### [Exercise goal]
The entries below must be retyped in full. Keep every word the same.
━━ Entries shown ━━
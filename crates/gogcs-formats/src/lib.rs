//! Manifest, repository and chunklist models for the GOG content system
//!
#![allow(clippy::uninlined_format_args)] // Backwards compatibility
#![allow(clippy::doc_markdown)] // Many content-system terms don't need backticks
#![allow(clippy::module_name_repetitions)] // Clear naming is preferred
#![allow(clippy::similar_names)] // Domain-specific naming patterns
#![allow(clippy::derive_partial_eq_without_eq)] // Document structs
#![allow(clippy::use_self)] // Type clarity
//! This crate models the documents a GOG build is described by and resolves
//! their checksums into retrievable locations. It performs no I/O: callers
//! hand it raw bytes fetched by a transport of their choosing.
//!
//! # Supported Documents
//!
//! - **Builds**: generation-tagged build descriptors and build listings
//! - **Generation 1**: flat depot repositories and their JSON manifests
//! - **Generation 2**: chunked, content-addressable depot repositories and
//!   their zlib-compressed manifests
//! - **Legacy chunklists**: per-installer XML byte-range chunk lists
//! - **Secure links**: token-authorized CDN URL templates
//!
//! # Design Principles
//!
//! - **Fail closed**: a document whose declared version does not match the
//!   parser's generation is rejected, never coerced
//! - **Explicit absence**: optional source fields stay `Option`, they are not
//!   defaulted to zero
//! - **Normalized identifiers**: OS and language tokens are folded to
//!   canonical values at parse time

#![warn(missing_docs)]

/// Build descriptors and the generation tag that selects a schema
pub mod build;
/// Legacy installer downloads and their XML chunklists
///
/// The pre-manifest download protocol exposes installers as a list of files,
/// each with an info link resolving to a secure download link and a
/// chunklist link. The chunklist describes contiguous byte ranges with a
/// digest per range, so a downloader can fetch and verify ranges
/// independently.
pub mod chunklist;
pub mod document;
pub mod error;
/// File flag bitset shared by both manifest generations
pub mod flags;
pub mod normalization;
pub mod secure_link;
/// Generation-1 repositories and depot manifests
///
/// Generation-1 depots reference their manifest by a filename relative to
/// the repository URL. Manifests are plain JSON and list files,
/// directories and symbolic links in one flat array.
pub mod v1;
/// Generation-2 repositories and depot manifests
///
/// Generation-2 depots reference their manifest by an opaque id. Manifests
/// are zlib-compressed JSON; files decompose into content-addressable
/// chunks keyed by the md5 of their compressed bytes.
pub mod v2;

pub use build::{Build, BuildList, Generation};
pub use error::{ManifestError, Result};
pub use flags::FileFlags;
pub use normalization::{Os, normalize_language, normalize_system};
pub use secure_link::SecureLink;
━━━
### [Result below]
filename crates/gogcs-formats/src/lib.rs
//! Manifest, repository and chunklist models for the GOG content system
//!
#![allow(clippy::uninlined_format_args)] // Backwards compatibility
#![allow(clippy::doc_markdown)] // Many content-system terms don't need backticks
#![allow(clippy::module_name_repetitions)] // Clear naming is preferred
#![allow(clippy::similar_names)] // Domain-specific naming patterns
#![allow(clippy::derive_partial_eq_without_eq)] // Document structs
#![allow(clippy::use_self)] // Type clarity
//! This crate models the documents a GOG build is described by and resolves
//! their checksums into retrievable locations. It performs no I/O: callers
//! hand it raw bytes fetched by a transport of their choosing.
//!
//! # Supported Documents
//!
//! - **Builds**: generation-tagged build descriptors and build listings
//! - **Generation 1**: flat depot repositories and their JSON manifests
//! - **Generation 2**: chunked, content-addressable depot repositories and
//!   their zlib-compressed manifests
//! - **Legacy chunklists**: per-installer XML byte-range chunk lists
//! - **Secure links**: token-authorized CDN URL templates
//!
//! # Design Principles
//!
//! - **Fail closed**: a document whose declared version does not match the
//!   parser's generation is rejected, never coerced
//! - **Explicit absence**: optional source fields stay `Option`, they are not
//!   defaulted to zero
//! - **Normalized identifiers**: OS and language tokens are folded to
//!   canonical values at parse time

#![warn(missing_docs)]

/// Build descriptors and the generation tag that selects a schema
pub mod build;
/// Legacy installer downloads and their XML chunklists
///
/// The pre-manifest download protocol exposes installers as a list of files,
/// each with an info link resolving to a secure download link and a
/// chunklist link. The chunklist describes contiguous byte ranges with a
/// digest per range, so a downloader can fetch and verify ranges
/// independently.
pub mod chunklist;
pub mod document;
pub mod error;
/// File flag bitset shared by both manifest generations
pub mod flags;
pub mod normalization;
pub mod secure_link;
/// Generation-1 repositories and depot manifests
///
/// Generation-1 depots reference their manifest by a filename relative to
/// the repository URL. Manifests are plain JSON and list files,
/// directories and symbolic links in one flat array.
pub mod v1;
/// Generation-2 repositories and depot manifests
///
/// Generation-2 depots reference their manifest by an opaque id. Manifests
/// are zlib-compressed JSON; files decompose into content-addressable
/// chunks keyed by the md5 of their compressed bytes.
pub mod v2;

pub use build::{Build, BuildList, Generation};
pub use error::{ManifestError, Result};
pub use flags::FileFlags;
pub use normalization::{Os, normalize_language, normalize_system};
pub use secure_link::SecureLink;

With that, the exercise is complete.